Line by line, repeat all the material exactly as it appears.
--------
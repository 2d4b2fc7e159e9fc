//! Buffered entries

use crate::id::SequenceId;

/// One `(id, payload)` record held in the buffer
///
/// Entries are immutable once created. The payload is opaque to the
/// buffer: it is never inspected, cloned or transformed.
#[derive(Debug, Clone, PartialEq, Eq)]
pub struct Entry<T> {
    id: SequenceId,
    payload: T,
}

impl<T> Entry<T> {
    pub(crate) fn new(id: SequenceId, payload: T) -> Self {
        Self { id, payload }
    }

    /// The id assigned when this entry was appended
    pub fn id(&self) -> SequenceId {
        self.id
    }

    /// The caller-supplied payload
    pub fn payload(&self) -> &T {
        &self.payload
    }
}
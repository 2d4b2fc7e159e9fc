//! Sequence identifiers for buffered events
//!
//! Every successfully appended event receives a [`SequenceId`] drawn from
//! an [`IdGenerator`]. Ids are identity tokens, not positions: they are
//! never reused and never decrease, so "remove exactly these events" stays
//! well defined after evictions and later insertions.

use std::fmt;
use std::sync::atomic::{AtomicU64, Ordering};

use serde::{Deserialize, Serialize};

/// Identity of one appended event
///
/// `SequenceId::NONE` (zero) is reserved and never assigned.
#[derive(Debug, Clone, Copy, PartialEq, Eq, PartialOrd, Ord, Hash, Default, Serialize, Deserialize)]
#[serde(transparent)]
pub struct SequenceId(u64);

impl SequenceId {
    /// Reserved "no id" value
    pub const NONE: SequenceId = SequenceId(0);

    /// The first id handed out by a fresh generator
    pub const FIRST: SequenceId = SequenceId(1);

    /// Wrap a raw value
    pub const fn new(value: u64) -> Self {
        Self(value)
    }

    /// Get the raw value
    pub const fn get(self) -> u64 {
        self.0
    }

    /// Check whether this is the reserved "no id" value
    pub const fn is_none(self) -> bool {
        self.0 == 0
    }
}

impl fmt::Display for SequenceId {
    fn fmt(&self, f: &mut fmt::Formatter<'_>) -> fmt::Result {
        write!(f, "#{}", self.0)
    }
}

impl From<u64> for SequenceId {
    fn from(value: u64) -> Self {
        Self(value)
    }
}

impl From<SequenceId> for u64 {
    fn from(id: SequenceId) -> Self {
        id.0
    }
}

/// Monotonic, thread-safe id source
///
/// Each call to [`next_id`](IdGenerator::next_id) returns a value strictly
/// greater than every value previously returned by the same generator.
#[derive(Debug)]
pub struct IdGenerator {
    next: AtomicU64,
}

impl Default for IdGenerator {
    fn default() -> Self {
        Self::new()
    }
}

impl IdGenerator {
    /// Create a generator whose first id is [`SequenceId::FIRST`]
    pub fn new() -> Self {
        Self::starting_at(SequenceId::FIRST)
    }

    /// Create a generator starting at `first`
    ///
    /// A `first` of [`SequenceId::NONE`] is bumped to [`SequenceId::FIRST`].
    pub fn starting_at(first: SequenceId) -> Self {
        Self {
            next: AtomicU64::new(first.get().max(1)),
        }
    }

    /// Issue the next id
    pub fn next_id(&self) -> SequenceId {
        SequenceId(self.next.fetch_add(1, Ordering::AcqRel))
    }

    /// The most recently issued id, or [`SequenceId::NONE`] if none yet
    pub fn last_issued(&self) -> SequenceId {
        SequenceId(self.next.load(Ordering::Acquire).saturating_sub(1))
    }
}
//! # Outbox Core
//!
//! Bounded, in-memory staging buffer for events awaiting transmission to a
//! remote collector.
//!
//! Producers append events continuously. A periodic flusher takes a
//! consistent snapshot, publishes it, and only on success removes exactly
//! those events, no matter how many new events arrived in the meantime.
//!
//! ## Key Types
//!
//! - [`EventBuffer`]: Fixed-capacity FIFO with oldest-first eviction
//! - [`SequenceId`]: Never-reused identity assigned on append
//! - [`Snapshot`]: Immutable ordered copy of the buffer at one instant
//! - [`BufferStats`]: Append/evict/remove counters
//! - [`BufferConfig`]: Capacity configuration

pub mod buffer;
pub mod config;
pub mod entry;
pub mod error;
pub mod id;
pub mod snapshot;
pub mod stats;

// Re-export main types
pub use buffer::EventBuffer;
pub use config::{BufferConfig, CAPACITY_ENV, DEFAULT_CAPACITY};
pub use entry::Entry;
pub use error::BufferError;
pub use id::{IdGenerator, SequenceId};
pub use snapshot::{Snapshot, payloads};
pub use stats::BufferStats;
--------
§ SOLVED PROBLEM
repository 2d4b2fc7e159e9fc
//! Buffered entries

use crate::id::SequenceId;

/// One `(id, payload)` record held in the buffer
///
/// Entries are immutable once created. The payload is opaque to the
/// buffer: it is never inspected, cloned or transformed.
#[derive(Debug, Clone, PartialEq, Eq)]
pub struct Entry<T> {
    id: SequenceId,
    payload: T,
}

impl<T> Entry<T> {
    pub(crate) fn new(id: SequenceId, payload: T) -> Self {
        Self { id, payload }
    }

    /// The id assigned when this entry was appended
    pub fn id(&self) -> SequenceId {
        self.id
    }

    /// The caller-supplied payload
    pub fn payload(&self) -> &T {
        &self.payload
    }
}
repository 2d4b2fc7e159e9fc
//! Sequence identifiers for buffered events
//!
//! Every successfully appended event receives a [`SequenceId`] drawn from
//! an [`IdGenerator`]. Ids are identity tokens, not positions: they are
//! never reused and never decrease, so "remove exactly these events" stays
//! well defined after evictions and later insertions.

use std::fmt;
use std::sync::atomic::{AtomicU64, Ordering};

use serde::{Deserialize, Serialize};

/// Identity of one appended event
///
/// `SequenceId::NONE` (zero) is reserved and never assigned.
#[derive(Debug, Clone, Copy, PartialEq, Eq, PartialOrd, Ord, Hash, Default, Serialize, Deserialize)]
#[serde(transparent)]
pub struct SequenceId(u64);

impl SequenceId {
    /// Reserved "no id" value
    pub const NONE: SequenceId = SequenceId(0);

    /// The first id handed out by a fresh generator
    pub const FIRST: SequenceId = SequenceId(1);

    /// Wrap a raw value
    pub const fn new(value: u64) -> Self {
        Self(value)
    }

    /// Get the raw value
    pub const fn get(self) -> u64 {
        self.0
    }

    /// Check whether this is the reserved "no id" value
    pub const fn is_none(self) -> bool {
        self.0 == 0
    }
}

impl fmt::Display for SequenceId {
    fn fmt(&self, f: &mut fmt::Formatter<'_>) -> fmt::Result {
        write!(f, "#{}", self.0)
    }
}

impl From<u64> for SequenceId {
    fn from(value: u64) -> Self {
        Self(value)
    }
}

impl From<SequenceId> for u64 {
    fn from(id: SequenceId) -> Self {
        id.0
    }
}

/// Monotonic, thread-safe id source
///
/// Each call to [`next_id`](IdGenerator::next_id) returns a value strictly
/// greater than every value previously returned by the same generator.
#[derive(Debug)]
pub struct IdGenerator {
    next: AtomicU64,
}

impl Default for IdGenerator {
    fn default() -> Self {
        Self::new()
    }
}

impl IdGenerator {
    /// Create a generator whose first id is [`SequenceId::FIRST`]
    pub fn new() -> Self {
        Self::starting_at(SequenceId::FIRST)
    }

    /// Create a generator starting at `first`
    ///
    /// A `first` of [`SequenceId::NONE`] is bumped to [`SequenceId::FIRST`].
    pub fn starting_at(first: SequenceId) -> Self {
        Self {
            next: AtomicU64::new(first.get().max(1)),
        }
    }

    /// Issue the next id
    pub fn next_id(&self) -> SequenceId {
        SequenceId(self.next.fetch_add(1, Ordering::AcqRel))
    }

    /// The most recently issued id, or [`SequenceId::NONE`] if none yet
    pub fn last_issued(&self) -> SequenceId {
        SequenceId(self.next.load(Ordering::Acquire).saturating_sub(1))
    }
}
//! # Outbox Core
//!
//! Bounded, in-memory staging buffer for events awaiting transmission to a
//! remote collector.
//!
//! Producers append events continuously. A periodic flusher takes a
//! consistent snapshot, publishes it, and only on success removes exactly
//! those events, no matter how many new events arrived in the meantime.
//!
//! ## Key Types
//!
//! - [`EventBuffer`]: Fixed-capacity FIFO with oldest-first eviction
//! - [`SequenceId`]: Never-reused identity assigned on append
//! - [`Snapshot`]: Immutable ordered copy of the buffer at one instant
//! - [`BufferStats`]: Append/evict/remove counters
//! - [`BufferConfig`]: Capacity configuration

pub mod buffer;
pub mod config;
pub mod entry;
pub mod error;
pub mod id;
pub mod snapshot;
pub mod stats;

// Re-export main types
pub use buffer::EventBuffer;
pub use config::{BufferConfig, CAPACITY_ENV, DEFAULT_CAPACITY};
pub use entry::Entry;
pub use error::BufferError;
pub use id::{IdGenerator, SequenceId};
pub use snapshot::{Snapshot, payloads};
pub use stats::BufferStats;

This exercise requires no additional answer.